▶ _Task objective_
Until the line containing "stay up all" has been reproduced, keep reproducing each line of the material below exactly, starting with the first.

▶ _Recorded data_

//! The built-in student-wellbeing corpus.

use super::TrainingCorpus;

const DOCUMENTS: &[(&str, &str)] = &[
    ("I feel anxious about my studies", "study.anxiety"),
    ("I am stressed about exams", "study.anxiety"),
    ("I worry about failing my classes", "study.anxiety"),
    ("I have test anxiety", "study.anxiety"),
    ("I feel overwhelmed with homework", "study.anxiety"),
    ("I am afraid of disappointing my parents", "study.anxiety"),

    ("I feel lonely", "social.loneliness"),
    ("I have no friends", "social.loneliness"),
    ("I feel isolated", "social.loneliness"),
    ("Nobody understands me", "social.loneliness"),
    ("I feel left out", "social.loneliness"),

    ("I cannot sleep", "health.sleep"),
    ("I have insomnia", "health.sleep"),
    ("I stay up all night", "health.sleep"),
    ("I am tired all the time", "health.sleep"),
    ("I have trouble falling asleep", "health.sleep"),

    ("I feel sad", "mood.depression"),
    ("I feel hopeless", "mood.depression"),
    ("I do not want to do anything", "mood.depression"),
    ("I feel worthless", "mood.depression"),
    ("I cry a lot", "mood.depression"),

    ("I feel overwhelmed", "stress.management"),
    ("I cannot handle the pressure", "stress.management"),
    ("I am stressed out", "stress.management"),
    ("I need help with stress", "stress.management"),

    ("I lack motivation", "study.motivation"),
    ("I procrastinate too much", "study.motivation"),
    ("I cannot focus on my studies", "study.motivation"),
    ("I am lazy", "study.motivation"),

    ("I want to hurt myself", "crisis.selfharm"),

    ("I think about suicide", "crisis.suicide"),
    ("I want to die", "crisis.suicide"),
    ("Life is not worth living", "crisis.suicide"),
];

const RESPONSES: &[(&str, &str)] = &[
    (
        "study.anxiety",
        "I understand that academic pressure can be overwhelming. \
         Here are some strategies that might help:

1. **Break tasks into smaller parts** - Don't try to study everything at once
2. **Practice deep breathing** - Take 5 deep breaths when you feel anxious
3. **Set realistic goals** - Focus on progress, not perfection
4. **Take regular breaks** - Study for 25 minutes, then take a 5-minute break
5. **Talk to your teachers** - They want to help you succeed

Remember: Your worth is not defined by your grades. You're doing your best, and that's enough.",
    ),
    (
        "social.loneliness",
        "Feeling lonely is really hard, and many students experience this. \
         Here are some ways to connect:

1. **Join clubs or groups** - Find people with similar interests
2. **Reach out to classmates** - Many feel the same way
3. **Use social media mindfully** - Connect with old friends
4. **Volunteer** - Helping others can create meaningful connections
5. **Talk to a counselor** - They can help you build social skills

Remember: You're not alone in feeling lonely, and it's okay to ask for help.",
    ),
    (
        "health.sleep",
        r#"Good sleep is crucial for mental health and academic performance. Try these tips:

1. **Stick to a schedule** - Go to bed and wake up at the same time
2. **Create a bedtime routine** - Read, listen to calming music, or meditate
3. **Avoid screens 1 hour before bed** - Blue light can interfere with sleep
4. **Keep your room cool and dark** - Optimal temperature is 65-68°F
5. **Avoid caffeine after 2 PM** - It can stay in your system for hours

If sleep problems persist, consider talking to a healthcare provider."#,
    ),
    (
        "mood.depression",
        "I'm sorry you're feeling this way. Depression is serious and treatable. \
         Here's what you can do:

1. **Talk to someone you trust** - A friend, family member, or counselor
2. **Practice self-care** - Even small things like showering or eating
3. **Get some sunlight** - Vitamin D can help improve mood
4. **Exercise gently** - A short walk can boost endorphins
5. **Consider professional help** - Therapy and medication can be very effective

**Important**: If you're having thoughts of harming yourself, please call the National \
     Suicide Prevention Lifeline at 988 immediately. You matter, and help is available.",
    ),
    (
        "stress.management",
        r#"Managing stress is a skill that takes practice. Here are some effective techniques:

1. **Deep breathing** - Try the 4-7-8 technique: inhale 4, hold 7, exhale 8
2. **Progressive muscle relaxation** - Tense and relax each muscle group
3. **Mindfulness** - Focus on the present moment without judgment
4. **Time management** - Use a planner and prioritize tasks
5. **Physical activity** - Even 10 minutes of movement can reduce stress

Remember: It's okay to take breaks and ask for help when you need it."#,
    ),
    (
        "study.motivation",
        r#"Lack of motivation is common, especially when you're stressed. Try these strategies:

1. **Start small** - Commit to just 5 minutes of study
2. **Use the Pomodoro technique** - 25 minutes work, 5 minutes break
3. **Find your "why"** - Remind yourself why your education matters
4. **Create a study environment** - Find a place where you feel productive
5. **Reward yourself** - Give yourself small rewards for completing tasks

Remember: Motivation follows action, not the other way around. Start small and build momentum."#,
    ),
    (
        "crisis.selfharm",
        "I'm really concerned about what you're going through. \
         You deserve help and support. Please:

1. **Call 988** - National Suicide Prevention Lifeline (24/7)
2. **Text HOME to 741741** - Crisis Text Line
3. **Go to the nearest emergency room** - They can help keep you safe
4. **Tell someone you trust** - A friend, family member, or counselor
5. **Remove harmful objects** - Keep yourself safe right now

**You are not alone, and this pain won't last forever. Please reach out for help immediately.**",
    ),
    (
        "crisis.suicide",
        r#"I'm very worried about you, and I want you to be safe. Please know that:

1. **Your life has value** - Even if you can't see it right now
2. **This pain is temporary** - Feelings change, and help is available
3. **Call 988 immediately** - National Suicide Prevention Lifeline
4. **Go to the emergency room** - They can help keep you safe
5. **Tell someone now** - Don't keep these thoughts to yourself

**Please, please reach out for help right now. You matter, and people care about you.**"#,
    ),
];

pub(super) fn corpus() -> TrainingCorpus {
    let mut corpus = TrainingCorpus::new();
    for (utterance, intent) in DOCUMENTS {
        corpus.add_document(*utterance, *intent);
    }
    for (intent, response) in RESPONSES {
        corpus.add_response(*intent, *response);
    }
    corpus
}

▶ _Result for this exercise_
//! The built-in student-wellbeing corpus.

use super::TrainingCorpus;

const DOCUMENTS: &[(&str, &str)] = &[
    ("I feel anxious about my studies", "study.anxiety"),
    ("I am stressed about exams", "study.anxiety"),
    ("I worry about failing my classes", "study.anxiety"),
    ("I have test anxiety", "study.anxiety"),
    ("I feel overwhelmed with homework", "study.anxiety"),
    ("I am afraid of disappointing my parents", "study.anxiety"),

    ("I feel lonely", "social.loneliness"),
    ("I have no friends", "social.loneliness"),
    ("I feel isolated", "social.loneliness"),
    ("Nobody understands me", "social.loneliness"),
    ("I feel left out", "social.loneliness"),

    ("I cannot sleep", "health.sleep"),
    ("I have insomnia", "health.sleep"),
    ("I stay up all night", "health.sleep"),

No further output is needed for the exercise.